JSON Form import name with parentheses (ENG-6243)	Fixed a bug where importing a JSON Form with a name containing text in parentheses caused the system to append “NaN)” to the name, leading to duplicate forms with incorrect names.
Search palette canvas styling when closed (ENG-6600)	Prevented the search styling from activating when the search palette is not open in canvas.
isError variable exclusion from input schema (ENG-7171)	Added a check to exclude variables with the isError flag from the input schema while maintaining them in the output schema.
Run window job variable schema regeneration (ENG-7284)	Fixed a schema regeneration bug that occurred when disabling the run window with a job variable.
Operations Manager missing form graceful handling (ENG-7412)	Missing forms are now gracefully handled in Operations Manager manual tasks.
LCM action pre-JST dollar sign encoding (ENG-7789)	Fixed a Lifecycle Manager action pre-JST encoding bug where dollar sign ($) characters in workflow schemas appeared as “2”.
Job description search filter trailing characters (ENG-7957)	Updated the job description search filter to preserve trailing dots and zeros in search queries.
JSON Form state sharing between tabs (ENG-7969)	Resolved an issue where switching between different JSON forms in separate tabs caused form state to be incorrectly shared, leading to dropdown option changes in one form appearing in another.
Broker logging for adapter exclusion and device lookup (ENG-7999, ENG-13934)	Enhanced broker logging to provide better diagnostics when adapters are excluded, devices cannot be found during command execution, or when communicating with IAG over the device broker.
Project import duplicate ID detection (ENG-8052, ENG-8066)	Fixed project import issues including duplicate project ID detection and preventing multiple copies from being created when “import” is clicked too quickly.
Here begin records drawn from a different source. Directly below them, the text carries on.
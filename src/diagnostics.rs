//! Warning sinks for non-fatal ingestion diagnostics.
//!
//! Nothing in this crate aborts: an unreadable directory or a clashing
//! auxiliary file degrades to "no data for this key" plus one formatted
//! warning pushed into a [`WarningSink`]. The driver layer decides where
//! warnings go. [`LogSink`] hands them to `tracing`; callers that want to
//! fold engine warnings into their own reporting (and the tests) use
//! [`CollectedWarnings`].

use tracing::warn;

/// Receives formatted warning text during root ingestion.
pub trait WarningSink {
    fn warn(&mut self, message: String);
}

/// Forwards every warning to the `tracing` subscriber.
#[derive(Clone, Copy, Debug, Default)]
pub struct LogSink;

impl WarningSink for LogSink {
    fn warn(&mut self, message: String) {
        warn!("{message}");
    }
}

/// Collects warnings in memory for later draining.
#[derive(Clone, Debug, Default)]
pub struct CollectedWarnings {
    warnings: Vec<String>,
}

impl CollectedWarnings {
    /// Create a new empty collector.
    pub fn new() -> Self {
        Self::default()
    }

    /// All warnings collected so far.
    pub fn warnings(&self) -> &[String] {
        &self.warnings
    }

    /// Take all warnings, leaving the collector empty.
    pub fn take(&mut self) -> Vec<String> {
        std::mem::take(&mut self.warnings)
    }

    /// Number of collected warnings.
    pub fn len(&self) -> usize {
        self.warnings.len()
    }

    /// Check if anything was collected.
    pub fn is_empty(&self) -> bool {
        self.warnings.is_empty()
    }
}

impl WarningSink for CollectedWarnings {
    fn warn(&mut self, message: String) {
        self.warnings.push(message);
    }
}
Task deletion transition cleanup (ENG-8465, ENG-8490)	Improved task deletion behavior to only remove transitions to and from the deleted task and fixed validation errors that occurred when deleting tasks referenced in run window schedules or used as job references.
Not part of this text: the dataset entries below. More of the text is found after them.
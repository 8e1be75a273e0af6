// Display formatting for currency, percentages and plain numbers.
//
// Every function here is total: non-finite input renders as the zero-string
// and nothing panics. Raw CSV export values bypass this module entirely.
use num_format::{Locale, ToFormattedString};

/// Bangladeshi Taka sign, always prefixed to currency output.
pub const CURRENCY_SIGN: &str = "৳";

/// Abbreviated currency string with magnitude suffixes on the absolute value:
/// >= 1 crore -> `Cr`, >= 1 lakh -> `Lac`, >= 1 thousand -> `K`, otherwise a
/// grouped integer. Cr/Lac use two decimals; K uses one (the single precision
/// chosen for all call sites).
pub fn format_currency(value: f64) -> String {
    if !value.is_finite() {
        return format!("{} 0", CURRENCY_SIGN);
    }
    let abs = value.abs();
    if abs >= 10_000_000.0 {
        format!("{} {:.2} Cr", CURRENCY_SIGN, value / 10_000_000.0)
    } else if abs >= 100_000.0 {
        format!("{} {:.2} Lac", CURRENCY_SIGN, value / 100_000.0)
    } else if abs >= 1_000.0 {
        format!("{} {:.1} K", CURRENCY_SIGN, value / 1_000.0)
    } else {
        format!("{} {}", CURRENCY_SIGN, group_int(value))
    }
}

/// Full currency string without magnitude abbreviation, e.g. `৳ 1,234,567`.
pub fn format_currency_full(value: f64) -> String {
    if !value.is_finite() {
        return format!("{} 0", CURRENCY_SIGN);
    }
    format!("{} {}", CURRENCY_SIGN, group_int(value))
}

/// One-decimal percentage, e.g. `104.2%`.
pub fn format_percent(value: f64) -> String {
    if !value.is_finite() {
        return "0%".to_string();
    }
    format!("{:.1}%", value)
}

/// Locale-grouped plain number.
pub fn format_number(value: f64) -> String {
    if !value.is_finite() {
        return "0".to_string();
    }
    group_int(value)
}

// Grouped rendering of the integer part. `num-format` only groups integers,
// so the value is truncated first; display precision below 1,000 is whole
// units.
fn group_int(value: f64) -> String {
    (value.trunc() as i64).to_formatted_string(&Locale::en)
}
updateForm API stale data return (ENG-8550)	Fixed the updateForm API to return updated data instead of stale data.
Unsaved changes dialog on workflow navigation (ENG-9350)	Improved the unsaved changes dialog interaction during workflow navigation.
LCM special character sanitization in action names (ENG-9431)	Lifecycle Manager now sanitizes special characters (&, +) in action names for workflows. Previously, it would fail to create the workflow.
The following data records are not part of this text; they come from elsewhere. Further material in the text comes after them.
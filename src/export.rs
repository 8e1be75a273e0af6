// CSV serialization of the on-screen report table.
//
// The export reproduces the report exactly as rendered: it receives the
// already filtered, searched and sorted rows and writes them in the fixed
// column order of the active tab. Values are raw except the percentage
// column, which is rendered with one decimal.
use crate::types::{CollectionRecord, SalesRecord};
use csv::{QuoteStyle, WriterBuilder};
use std::io;
use std::path::{Path, PathBuf};
use thiserror::Error;

#[derive(Debug, Error)]
pub enum ExportError {
    #[error("csv serialization failed: {0}")]
    Csv(#[from] csv::Error),
    #[error("csv buffer was not valid utf-8")]
    Encoding,
    #[error("failed to write {path}: {source}")]
    Io {
        path: String,
        #[source]
        source: io::Error,
    },
}

/// The report tab being exported; fixes headers, column order and filename.
#[derive(Debug, Clone, Copy, PartialEq, Eq)]
pub enum ReportTab {
    Sales,
    Collection,
}

impl ReportTab {
    pub fn as_str(&self) -> &'static str {
        match self {
            ReportTab::Sales => "sales",
            ReportTab::Collection => "collection",
        }
    }

    pub fn headers(&self) -> &'static [&'static str] {
        match self {
            ReportTab::Sales => &[
                "Region",
                "Division",
                "Target",
                "Gross Sales",
                "Return",
                "Net Sales",
                "Achievement %",
            ],
            ReportTab::Collection => &[
                "Region",
                "Target",
                "Total Collection",
                "Achievement %",
                "Cash",
                "Credit",
                "Seed",
            ],
        }
    }
}

/// A rendered export: the suggested filename and the text/csv content.
/// Writing it anywhere is a separate boundary concern (`save_export`).
#[derive(Debug, Clone, PartialEq)]
pub struct CsvExport {
    pub filename: String,
    pub content: String,
}

/// Serialize the sales tab. Returns `None` for an empty row set: exporting
/// nothing is a no-op, not an error.
pub fn export_sales_csv(
    rows: &[SalesRecord],
    month: u32,
    year: i32,
) -> Result<Option<CsvExport>, ExportError> {
    if rows.is_empty() {
        return Ok(None);
    }
    let records = rows.iter().map(|r| {
        vec![
            r.area_name.clone(),
            r.division.clone(),
            raw_number(r.sales_target),
            raw_number(r.gross_sales),
            raw_number(r.sales_return),
            raw_number(r.net_sales),
            format!("{:.1}", r.sales_ach_pct),
        ]
    });
    let content = write_rows(ReportTab::Sales.headers(), records)?;
    Ok(Some(CsvExport {
        filename: export_filename(ReportTab::Sales, month, year),
        content,
    }))
}

/// Serialize the collection tab; same contract as the sales export.
pub fn export_collection_csv(
    rows: &[CollectionRecord],
    month: u32,
    year: i32,
) -> Result<Option<CsvExport>, ExportError> {
    if rows.is_empty() {
        return Ok(None);
    }
    let records = rows.iter().map(|r| {
        vec![
            r.area_name.clone(),
            raw_number(r.coll_target),
            raw_number(r.total_coll),
            format!("{:.1}", r.coll_ach_pct),
            raw_number(r.cash_coll),
            raw_number(r.credit_coll),
            raw_number(r.seed_coll),
        ]
    });
    let content = write_rows(ReportTab::Collection.headers(), records)?;
    Ok(Some(CsvExport {
        filename: export_filename(ReportTab::Collection, month, year),
        content,
    }))
}

pub fn export_filename(tab: ReportTab, month: u32, year: i32) -> String {
    format!("{}_report_{}_{}.csv", tab.as_str(), month, year)
}

/// Write the export blob next to the given directory. This is the only
/// side-effectful piece of the exporter.
pub fn save_export(dir: &Path, export: &CsvExport) -> Result<PathBuf, ExportError> {
    let path = dir.join(&export.filename);
    std::fs::write(&path, &export.content).map_err(|source| ExportError::Io {
        path: path.display().to_string(),
        source,
    })?;
    Ok(path)
}

// Comma-delimited with no quoting or escaping of embedded delimiters; a
// field containing a comma produces a shifted row. Known limitation carried
// over from the upstream export format.
fn write_rows<I>(headers: &[&str], rows: I) -> Result<String, ExportError>
where
    I: IntoIterator<Item = Vec<String>>,
{
    let mut wtr = WriterBuilder::new()
        .quote_style(QuoteStyle::Never)
        .from_writer(Vec::new());
    wtr.write_record(headers)?;
    for row in rows {
        wtr.write_record(&row)?;
    }
    let buf = wtr.into_inner().map_err(|e| ExportError::Io {
        path: "<csv buffer>".to_string(),
        source: e.into_error(),
    })?;
    String::from_utf8(buf).map_err(|_| ExportError::Encoding)
}

// Raw numeric cell: whole values print without a decimal point, fractional
// values print with their shortest representation. No grouping, no symbol.
fn raw_number(value: f64) -> String {
    if value.is_finite() && value.fract() == 0.0 && value.abs() < 9.0e15 {
        format!("{}", value as i64)
    } else {
        format!("{}", value)
    }
}

#[cfg(test)]
mod tests {
    use super::*;

    fn sale(area: &str, division: &str) -> SalesRecord {
        SalesRecord {
            region_id: 1,
            month: 11,
            year: 2025,
            area_name: area.to_string(),
            division: division.to_string(),
            sales_target: 100_000.0,
            gross_sales: 125_000.0,
            sales_return: 5_000.0,
            net_sales: 120_000.0,
            sales_ach_pct: 120.0,
        }
    }

    #[test]
    fn two_row_sales_export_shape() {
        let rows = vec![sale("Dhaka", "Dhaka"), sale("Bogura", "Rajshahi")];
        let export = export_sales_csv(&rows, 11, 2025).unwrap().unwrap();
        assert_eq!(export.filename, "sales_report_11_2025.csv");
        let lines: Vec<&str> = export.content.lines().collect();
        assert_eq!(lines.len(), 3);
        for line in &lines {
            assert_eq!(line.split(',').count(), 7);
        }
        assert_eq!(
            lines[0],
            "Region,Division,Target,Gross Sales,Return,Net Sales,Achievement %"
        );
        assert_eq!(lines[1], "Dhaka,Dhaka,100000,125000,5000,120000,120.0");
    }

    #[test]
    fn collection_export_column_order() {
        let rows = vec![CollectionRecord {
            region_id: 1,
            month: 6,
            year: 2024,
            area_name: "Sylhet".into(),
            coll_target: 80_000.0,
            total_coll: 60_000.0,
            cash_coll: 30_000.0,
            credit_coll: 20_000.0,
            seed_coll: 10_000.0,
            coll_ach_pct: 75.0,
            outstanding: 0.0,
        }];
        let export = export_collection_csv(&rows, 6, 2024).unwrap().unwrap();
        assert_eq!(export.filename, "collection_report_6_2024.csv");
        let lines: Vec<&str> = export.content.lines().collect();
        assert_eq!(
            lines[0],
            "Region,Target,Total Collection,Achievement %,Cash,Credit,Seed"
        );
        assert_eq!(lines[1], "Sylhet,80000,60000,75.0,30000,20000,10000");
    }

    #[test]
    fn empty_set_is_a_noop() {
        assert!(export_sales_csv(&[], 11, 2025).unwrap().is_none());
        assert!(export_collection_csv(&[], 11, 2025).unwrap().is_none());
    }

    #[test]
    fn embedded_commas_are_not_escaped() {
        let rows = vec![sale("Dhaka, Metro", "Dhaka")];
        let export = export_sales_csv(&rows, 1, 2025).unwrap().unwrap();
        let line = export.content.lines().nth(1).unwrap();
        assert!(line.starts_with("Dhaka, Metro,Dhaka,"));
        assert!(!line.contains('"'));
    }

    #[test]
    fn raw_numbers_drop_trailing_zero_decimals() {
        assert_eq!(raw_number(100000.0), "100000");
        assert_eq!(raw_number(120.5), "120.5");
        assert_eq!(raw_number(0.0), "0");
    }
}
Workflow created date typo fix (ENG-9839)	Fixed a typo that caused incorrect created dates for new workflows in projects.
Integration Engine model resolution performance (ENG-9902)	Fixed performance issues in the Integration Engine that caused extended processing times when resolving integration models.
Add Asset To Project continue button state (ENG-9906)	The “Add Asset To Project” continue button now properly disables when the project selection is cleared.
Task Palette canvas click block when closed (ENG-10228)	Fixed an issue where the Task Palette blocked clicking on canvas when closed.
RPM directory ownership correction (ENG-10282)	RPMs are now bundled with all directories owned by itential, correcting directory ownership.
Automation workflow dropdown componentId update (ENG-10378)	Selecting a new workflow in the dropdown of an automation now correctly updates both componentId and componentName in the database.
Manual Adapter ID entry in Studio (ENG-10417)	Fixed Manual Entry of task Adapter IDs within Automation Studio, which was preventing users from entering Adapter IDs that are not currently present.
Child job orphaned JST canvas crash (ENG-10656)	Resolved an issue where child jobs with references to orphaned or deleted JSTs would crash the canvas UI when viewing the child job’s properties.
Automation group selection pagination limit (ENG-10752)	Fixed pagination limits for group selection in automation properties to support more than 100 groups.
NPM artifact internal file inclusion (ENG-10955)	Fixed an issue where internal files were incorrectly included with NPM artifacts.
LCM action execution navigation (ENG-11413)	Resolved an issue where opening a Lifecycle Manager (LCM) action execution from workflow tasks was not navigating correctly.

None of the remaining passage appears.